Bellicum Pharmaceuticals, Inc., a clinical stage biopharmaceutical company focused on discovering and developing novel cellular immunotherapies for cancers and orphan inherited blood disorders, announced that the US Food and Drug Administration (FDA) has granted orphan drug designation for BPX-501, the company’s lead product candidate.

The FDA designation is for the combination of BPX-501 genetically modified T cells and activator agent rimiducid as “replacement T-cell therapy for the treatment of immunodeficiency and graft versus host disease (GvHD) after allogeneic hematopoietic stem cell transplant.” BPX-501 is an adjunct T-cell therapy incorporating the Company’s proprietary CaspaCIDe safety switch.

Following an allogeneic transplant, a lack of sufficient mature T cells constitutes immune deficiency that can contribute to infections, viral reactivation, and relapse. The ability to correct this immune deficiency through the add-back of mature donor T cells, without raising the risk of uncontrollable GvHD, has the potential to fundamentally change the risk profile of allogeneic transplantation.

“Expanding the availability of hematopoietic stem cell transplants to more patients with rare genetic diseases and blood cancers is a primary goal of our BPX-501 programme,” commented Tom Farrell, president and CEO of Bellicum Pharmaceuticals. “The FDA’s approval of our request for orphan drug designation is an important milestone that supports our efforts to address key risks and improve outcomes in allogeneic transplant which could make the procedure more viable for patients who lack a perfect match donor.”

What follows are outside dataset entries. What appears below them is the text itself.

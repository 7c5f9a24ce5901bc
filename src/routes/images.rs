use actix_multipart::Multipart;
use actix_web::{web, HttpResponse};
use futures::StreamExt;
use serde_json::json;

use crate::error::{AppError, AppResult};
use crate::middleware::AdminMiddleware;
use crate::models::validate_key_name;
use crate::services::ContentService;
use crate::AppState;

pub fn create_routes(cfg: &mut web::ServiceConfig) {
    cfg.service(
        web::resource("/upload")
            .wrap(AdminMiddleware)
            .route(web::post().to(upload_image)),
    );
}

async fn read_text(field: &mut actix_multipart::Field) -> AppResult<String> {
    let mut data = Vec::new();
    while let Some(chunk) = field.next().await {
        let chunk = chunk.map_err(|e| AppError::BadRequest(format!("Chunk error: {}", e)))?;
        data.extend_from_slice(&chunk);
    }
    String::from_utf8(data)
        .map(|s| s.trim().to_string())
        .map_err(|e| AppError::BadRequest(format!("Invalid form field: {}", e)))
}

// POST /upload - multipart `section`, `field`, `file`
async fn upload_image(
    state: web::Data<AppState>,
    mut payload: Multipart,
) -> AppResult<HttpResponse> {
    let max_bytes = state.config.max_upload_bytes;
    let mut section: Option<String> = None;
    let mut field_name: Option<String> = None;
    let mut file_data: Option<Vec<u8>> = None;
    let mut filename: Option<String> = None;

    while let Some(item) = payload.next().await {
        let mut field =
            item.map_err(|e| AppError::BadRequest(format!("Multipart error: {}", e)))?;
        let content_disposition = field.content_disposition().cloned();
        let name = content_disposition
            .as_ref()
            .and_then(|cd| cd.get_name())
            .unwrap_or("")
            .to_string();

        match name.as_str() {
            "section" => section = Some(read_text(&mut field).await?),
            "field" => field_name = Some(read_text(&mut field).await?),
            "file" => {
                filename = content_disposition
                    .as_ref()
                    .and_then(|cd| cd.get_filename())
                    .map(|s| s.to_string());

                let mut data = Vec::new();
                while let Some(chunk) = field.next().await {
                    let chunk =
                        chunk.map_err(|e| AppError::BadRequest(format!("Chunk error: {}", e)))?;
                    if data.len() + chunk.len() > max_bytes {
                        return Err(AppError::BadRequest(format!(
                            "File exceeds the {} byte upload limit",
                            max_bytes
                        )));
                    }
                    data.extend_from_slice(&chunk);
                }
                file_data = Some(data);
            }
            _ => {}
        }
    }

    let section =
        section.ok_or_else(|| AppError::BadRequest("section is required".to_string()))?;
    let field_name =
        field_name.ok_or_else(|| AppError::BadRequest("field is required".to_string()))?;
    let file_data = file_data
        .filter(|data| !data.is_empty())
        .ok_or_else(|| AppError::BadRequest("file is required".to_string()))?;

    validate_key_name("section", &section)?;
    validate_key_name("field", &field_name)?;

    let object_path = state
        .storage
        .upload_image(&section, &field_name, filename.as_deref(), &file_data)
        .await?;
    let url = state.storage.public_url(&object_path);

    let saved = ContentService::new(&state.db)
        .upsert_field(&section, &field_name, &url, Some(&url))
        .await;

    let outcome = match saved {
        Ok(outcome) => outcome,
        Err(e) => {
            // nothing references the object, drop it
            if let Err(remove_err) = state.storage.remove(&object_path).await {
                tracing::warn!("Failed to remove orphaned object {}: {}", object_path, remove_err);
            }
            return Err(e);
        }
    };

    tracing::info!("Uploaded {} for {}.{}", object_path, section, field_name);

    Ok(HttpResponse::Ok().json(json!({
        "path": object_path,
        "url": url,
        "section": section,
        "field": field_name,
        "outcome": outcome,
    })))
}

BPX-501 is currently being evaluated in multiple phase 1/2 clinical trials in adults and pediatric patients with leukemias, lymphomas, and genetic blood diseases in the US and Europe. Interim results presented at the 2015 ASH Annual Meeting in paediatric patients with a variety of genetic diseases, including beta thalassemia, Wiskott-Aldrich and SCID, demonstrated disease-free outcomes following a haploidentical, T cell-depleted hematopoietic stem cell transplant, followed by an add-back of BPX-501 donor T cells. Results demonstrated reduced infection rates, faster immune reconstitution, and reductions in time to hospital discharge and in re-hospitalisations, compared to historical controls.

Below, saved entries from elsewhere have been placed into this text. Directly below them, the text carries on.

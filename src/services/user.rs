use crate::db::Database;
use crate::error::{AppError, AppResult};
use crate::models::User;
use crate::utils::time::current_timestamp_seconds;

pub struct UserService<'a> {
    db: &'a Database,
}

impl<'a> UserService<'a> {
    pub fn new(db: &'a Database) -> Self {
        UserService { db }
    }

    pub async fn get_user_by_id(&self, id: &str) -> AppResult<Option<User>> {
        let result = sqlx::query_as::<_, User>(
            r#"
            SELECT id, name, email, role, updated_at, created_at
            FROM "user"
            WHERE id = ?
            "#,
        )
        .bind(id)
        .fetch_optional(&self.db.pool)
        .await?;

        Ok(result)
    }

    #[cfg(test)]
    pub async fn get_user_by_email(&self, email: &str) -> AppResult<Option<User>> {
        let result = sqlx::query_as::<_, User>(
            r#"
            SELECT id, name, email, role, updated_at, created_at
            FROM "user"
            WHERE email = ?
            "#,
        )
        .bind(email)
        .fetch_optional(&self.db.pool)
        .await?;

        Ok(result)
    }

    pub async fn get_user_count(&self) -> AppResult<i64> {
        let (count,): (i64,) = sqlx::query_as(r#"SELECT COUNT(*) FROM "user""#)
            .fetch_one(&self.db.pool)
            .await?;

        Ok(count)
    }

    pub async fn create_user(&self, id: &str, name: &str, email: &str, role: &str) -> AppResult<User> {
        let now = current_timestamp_seconds();

        sqlx::query(
            r#"
            INSERT INTO "user" (id, name, email, role, created_at, updated_at)
            VALUES (?, ?, ?, ?, ?, ?)
            "#,
        )
        .bind(id)
        .bind(name)
        .bind(email)
        .bind(role)
        .bind(now)
        .bind(now)
        .execute(&self.db.pool)
        .await?;

        self.get_user_by_id(id)
            .await?
            .ok_or_else(|| AppError::InternalServerError("Failed to create user".to_string()))
    }
}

The FDA’s Office of Orphan Products Development (OOPD) provides orphan designation to drugs and biologics which are intended for the safe and effective treatment, diagnosis or prevention of rare diseases and disorders that affect fewer than 200,000 people in the US. Orphan designation also qualifies a company for various development incentives, including tax credits for qualified clinical testing and marketing exclusivity for a period of seven years.

BPX-501 is an adjunct T cell therapy of genetically modified donor T cells incorporating Bellicum’s proprietary CaspaCIDe safety switch. The product candidate is designed to provide a safety net to eliminate the BPX-501 alloreactive T cells should severe GvHD occur, enabling physicians to more safely perform haploidentical stem cell transplants by adding back the BPX-501 genetically engineered T cells to speed immune reconstitution and provide control over viral infections.